Science:Math Exam Resources/Courses/MATH105/April 2014/Question 01 (i)/Solution 1

First we complete the square in the expression ${\displaystyle 3-2x-x^{2}}$ by considering ${\displaystyle 3-2x-x^{2}=3-(x^{2}+2x)=3-((x+1)^{2}-1)=4-(x+1)^{2}}$.
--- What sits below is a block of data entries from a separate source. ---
use cafe_data::{DataError, Entity, Repository, SqlxErrorExt};
use sqlx::query::QueryAs;
use sqlx::sqlite::{Sqlite, SqliteArguments};
use sqlx::SqlitePool;

use crate::models::{Cafe, CafeDraft};

const CREATE_TABLE: &str = "\
CREATE TABLE IF NOT EXISTS cafe (
    id INTEGER NOT NULL PRIMARY KEY AUTOINCREMENT,
    name VARCHAR(250) NOT NULL UNIQUE,
    map_url VARCHAR(500) NOT NULL,
    img_url VARCHAR(500) NOT NULL,
    location VARCHAR(250) NOT NULL,
    seats VARCHAR(250) NOT NULL,
    has_toilet BOOLEAN NOT NULL,
    has_wifi BOOLEAN NOT NULL,
    has_sockets BOOLEAN NOT NULL,
    can_take_calls BOOLEAN NOT NULL,
    coffee_price VARCHAR(250)
)";

/// Cafe repository over a SQLite pool. Ids are never reused.
#[derive(Clone)]
pub struct SqliteCafeRepository {
    pool: SqlitePool,
}

impl SqliteCafeRepository {
    pub fn new(pool: SqlitePool) -> Self {
        Self { pool }
    }

    pub fn pool(&self) -> &SqlitePool {
        &self.pool
    }

    /// Create the `cafe` table if it does not exist yet.
    pub async fn ensure_schema(&self) -> Result<(), DataError> {
        sqlx::query(CREATE_TABLE)
            .execute(&self.pool)
            .await
            .map_err(SqlxErrorExt::into_data_error)?;
        tracing::debug!(table = Cafe::table_name(), "schema ready");
        Ok(())
    }

    pub async fn ping(&self) -> Result<(), DataError> {
        sqlx::query("SELECT 1")
            .execute(&self.pool)
            .await
            .map_err(SqlxErrorExt::into_data_error)?;
        Ok(())
    }
}

/// Bind the draft in `Cafe::data_columns()` order.
fn bind_draft<'q>(
    query: QueryAs<'q, Sqlite, Cafe, SqliteArguments<'q>>,
    draft: &'q CafeDraft,
) -> QueryAs<'q, Sqlite, Cafe, SqliteArguments<'q>> {
    query
        .bind(&draft.name)
        .bind(&draft.map_url)
        .bind(&draft.img_url)
        .bind(&draft.location)
        .bind(&draft.seats)
        .bind(draft.has_toilet)
        .bind(draft.has_wifi)
        .bind(draft.has_sockets)
        .bind(draft.can_take_calls)
        .bind(&draft.coffee_price)
}

fn insert_sql() -> String {
    let columns = Cafe::data_columns();
    let placeholders = vec!["?"; columns.len()].join(", ");
    format!(
        "INSERT INTO {} ({}) VALUES ({placeholders}) RETURNING {}",
        Cafe::table_name(),
        columns.join(", "),
        Cafe::column_list(),
    )
}

fn update_sql() -> String {
    let assignments = Cafe::data_columns()
        .iter()
        .map(|c| format!("{c} = ?"))
        .collect::<Vec<_>>()
        .join(", ");
    format!(
        "UPDATE {} SET {assignments} WHERE {} = ? RETURNING {}",
        Cafe::table_name(),
        Cafe::id_column(),
        Cafe::column_list(),
    )
}

impl Repository<Cafe, i64> for SqliteCafeRepository {
    type Draft = CafeDraft;

    async fn find_by_id(&self, id: &i64) -> Result<Option<Cafe>, DataError> {
        let sql = format!(
            "SELECT {} FROM {} WHERE {} = ?",
            Cafe::column_list(),
            Cafe::table_name(),
            Cafe::id_column()
        );
        sqlx::query_as::<_, Cafe>(&sql)
            .bind(*id)
            .fetch_optional(&self.pool)
            .await
            .map_err(SqlxErrorExt::into_data_error)
    }

    async fn find_all(&self) -> Result<Vec<Cafe>, DataError> {
        let sql = format!(
            "SELECT {} FROM {} ORDER BY {}",
            Cafe::column_list(),
            Cafe::table_name(),
            Cafe::id_column()
        );
        sqlx::query_as::<_, Cafe>(&sql)
            .fetch_all(&self.pool)
            .await
            .map_err(SqlxErrorExt::into_data_error)
    }

    async fn insert(&self, draft: &CafeDraft) -> Result<Cafe, DataError> {
        let sql = insert_sql();
        bind_draft(sqlx::query_as::<_, Cafe>(&sql), draft)
            .fetch_one(&self.pool)
            .await
            .map_err(SqlxErrorExt::into_data_error)
    }

    async fn update(&self, id: &i64, draft: &CafeDraft) -> Result<Option<Cafe>, DataError> {
        let sql = update_sql();
        bind_draft(sqlx::query_as::<_, Cafe>(&sql), draft)
            .bind(*id)
            .fetch_optional(&self.pool)
            .await
            .map_err(SqlxErrorExt::into_data_error)
    }

    async fn delete(&self, id: &i64) -> Result<bool, DataError> {
        let sql = format!(
            "DELETE FROM {} WHERE {} = ?",
            Cafe::table_name(),
            Cafe::id_column()
        );
        let result = sqlx::query(&sql)
            .bind(*id)
            .execute(&self.pool)
            .await
            .map_err(SqlxErrorExt::into_data_error)?;
        Ok(result.rows_affected() > 0)
    }

    async fn count(&self) -> Result<u64, DataError> {
        let sql = format!("SELECT COUNT(*) FROM {}", Cafe::table_name());
        let total: i64 = sqlx::query_scalar(&sql)
            .fetch_one(&self.pool)
            .await
            .map_err(SqlxErrorExt::into_data_error)?;
        Ok(total as u64)
    }
}
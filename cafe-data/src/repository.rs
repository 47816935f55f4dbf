use crate::error::DataError;
use std::future::Future;

/// Async repository contract for a single entity type.
///
/// Uses return-position `impl Trait` in traits, no `async-trait` needed.
/// Every mutating call commits on its own; the trait exposes no transaction
/// boundaries.
pub trait Repository<T, ID>: Send + Sync
where
    T: Send + Sync + 'static,
    ID: Send + Sync + 'static,
{
    /// Id-less payload accepted by `insert` and `update`.
    type Draft: Send + Sync;

    fn find_by_id(&self, id: &ID) -> impl Future<Output = Result<Option<T>, DataError>> + Send;
    fn find_all(&self) -> impl Future<Output = Result<Vec<T>, DataError>> + Send;
    /// Persist a new row; the repository assigns the id.
    fn insert(&self, draft: &Self::Draft) -> impl Future<Output = Result<T, DataError>> + Send;
    /// Replace every mutable column of row `id`. `Ok(None)` when the row does not exist.
    fn update(
        &self,
        id: &ID,
        draft: &Self::Draft,
    ) -> impl Future<Output = Result<Option<T>, DataError>> + Send;
    /// `Ok(false)` when the row does not exist.
    fn delete(&self, id: &ID) -> impl Future<Output = Result<bool, DataError>> + Send;
    fn count(&self) -> impl Future<Output = Result<u64, DataError>> + Send;
}
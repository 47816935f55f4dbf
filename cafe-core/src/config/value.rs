use super::ConfigError;

/// A leaf of the flattened configuration tree.
///
/// Values coming from the environment always arrive as `String`; the typed
/// accessors below parse them on demand.
#[derive(Debug, Clone, PartialEq)]
pub enum ConfigValue {
    String(String),
    Integer(i64),
    Float(f64),
    Bool(bool),
    Null,
    List(Vec<ConfigValue>),
}

impl From<&serde_yaml::Value> for ConfigValue {
    fn from(value: &serde_yaml::Value) -> Self {
        use serde_yaml::Value as Yaml;
        match value {
            Yaml::Null => ConfigValue::Null,
            Yaml::Bool(b) => ConfigValue::Bool(*b),
            Yaml::Number(n) => match (n.as_i64(), n.as_f64()) {
                (Some(i), _) => ConfigValue::Integer(i),
                (None, Some(f)) => ConfigValue::Float(f),
                (None, None) => ConfigValue::String(n.to_string()),
            },
            Yaml::String(s) => ConfigValue::String(s.clone()),
            Yaml::Sequence(items) => ConfigValue::List(items.iter().map(Into::into).collect()),
            // Mappings are flattened before they get here; tagged values are kept as text.
            other => ConfigValue::String(format!("{other:?}")),
        }
    }
}

impl ConfigValue {
    /// Scalar rendered as text. Lists and null have no text form.
    fn as_text(&self) -> Option<String> {
        Some(match self {
            ConfigValue::String(s) => s.clone(),
            ConfigValue::Integer(i) => i.to_string(),
            ConfigValue::Float(f) => f.to_string(),
            ConfigValue::Bool(b) => b.to_string(),
            ConfigValue::Null | ConfigValue::List(_) => return None,
        })
    }

    fn as_integer(&self) -> Option<i64> {
        match self {
            ConfigValue::Integer(i) => Some(*i),
            ConfigValue::String(s) => s.trim().parse().ok(),
            _ => None,
        }
    }

    fn as_flag(&self) -> Option<bool> {
        match self {
            ConfigValue::Bool(b) => Some(*b),
            ConfigValue::String(s) => match s.trim().to_ascii_lowercase().as_str() {
                "true" | "yes" | "on" | "1" => Some(true),
                "false" | "no" | "off" | "0" => Some(false),
                _ => None,
            },
            _ => None,
        }
    }
}

fn mismatch(key: &str, expected: &'static str) -> ConfigError {
    ConfigError::TypeMismatch {
        key: key.to_string(),
        expected,
    }
}

/// Typed extraction used by [`AppConfig::get`](super::AppConfig::get).
pub trait FromConfigValue: Sized {
    fn from_config_value(value: &ConfigValue, key: &str) -> Result<Self, ConfigError>;
}

impl FromConfigValue for String {
    fn from_config_value(value: &ConfigValue, key: &str) -> Result<Self, ConfigError> {
        value.as_text().ok_or_else(|| mismatch(key, "string"))
    }
}

impl FromConfigValue for bool {
    fn from_config_value(value: &ConfigValue, key: &str) -> Result<Self, ConfigError> {
        value.as_flag().ok_or_else(|| mismatch(key, "bool"))
    }
}

impl FromConfigValue for i64 {
    fn from_config_value(value: &ConfigValue, key: &str) -> Result<Self, ConfigError> {
        value.as_integer().ok_or_else(|| mismatch(key, "integer"))
    }
}

macro_rules! narrow_integer {
    ($($ty:ty),+) => {$(
        impl FromConfigValue for $ty {
            fn from_config_value(value: &ConfigValue, key: &str) -> Result<Self, ConfigError> {
                value
                    .as_integer()
                    .and_then(|i| <$ty>::try_from(i).ok())
                    .ok_or_else(|| mismatch(key, stringify!($ty)))
            }
        }
    )+};
}

narrow_integer!(u16, u32, u64, usize);

/// `null` reads as `None`; anything else must convert to `T`.
impl<T: FromConfigValue> FromConfigValue for Option<T> {
    fn from_config_value(value: &ConfigValue, key: &str) -> Result<Self, ConfigError> {
        if *value == ConfigValue::Null {
            return Ok(None);
        }
        T::from_config_value(value, key).map(Some)
    }
}

/// A scalar reads as a one-element list.
impl<T: FromConfigValue> FromConfigValue for Vec<T> {
    fn from_config_value(value: &ConfigValue, key: &str) -> Result<Self, ConfigError> {
        let ConfigValue::List(items) = value else {
            return T::from_config_value(value, key).map(|one| vec![one]);
        };
        let mut out = Vec::with_capacity(items.len());
        for (index, item) in items.iter().enumerate() {
            out.push(T::from_config_value(item, &format!("{key}[{index}]"))?);
        }
        Ok(out)
    }
}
This changes the integral to ${\displaystyle \int {\frac {dx}{\sqrt {3-2x-x^{2}}}}=\int {\frac {dx}{\sqrt {4-(x+1)^{2}}}}}$

We substitute ${\displaystyle t=x+1}$ with ${\displaystyle dx=dt}$ and obtain ${\displaystyle \int {\frac {dt}{\sqrt {4-t^{2}}}}}$

Since the denominator of the last integral has the form ${\displaystyle {\sqrt {a^{2}-t^{2}}}}$ we can exploit trigonometric identities when we use the trigonometric substitution ${\displaystyle t=a\sin(u)}$. In our case ${\displaystyle a=2}$ so we substitute ${\displaystyle t=2\sin(u)}$. Then ${\displaystyle dt=2\cos(u)du}$ and we obtain

${\displaystyle {\begin{aligned}\int {\frac {2\cos(u)du}{\sqrt {4-4\sin(u)^{2}}}}&=\int {\frac {2\cos(u)du}{2{\sqrt {1-\sin(u)^{2}}}}}\\&=\int {\frac {\cos(u)du}{\sqrt {\cos(u)^{2}}}}\end{aligned}}}$

where we used the trigonometric identity ${\displaystyle 1-\sin(u)^{2}=\cos(u)^{2}}$.

The remaining integral is ${\displaystyle \int {\frac {\cos(u)}{\cos(u)}}du=\int du=u+C}$.

Now we re-substitute ${\displaystyle u+C=\sin ^{-1}\left({\frac {t}{2}}\right)+C=\sin ^{-1}\left({\frac {x+1}{2}}\right)+C}$.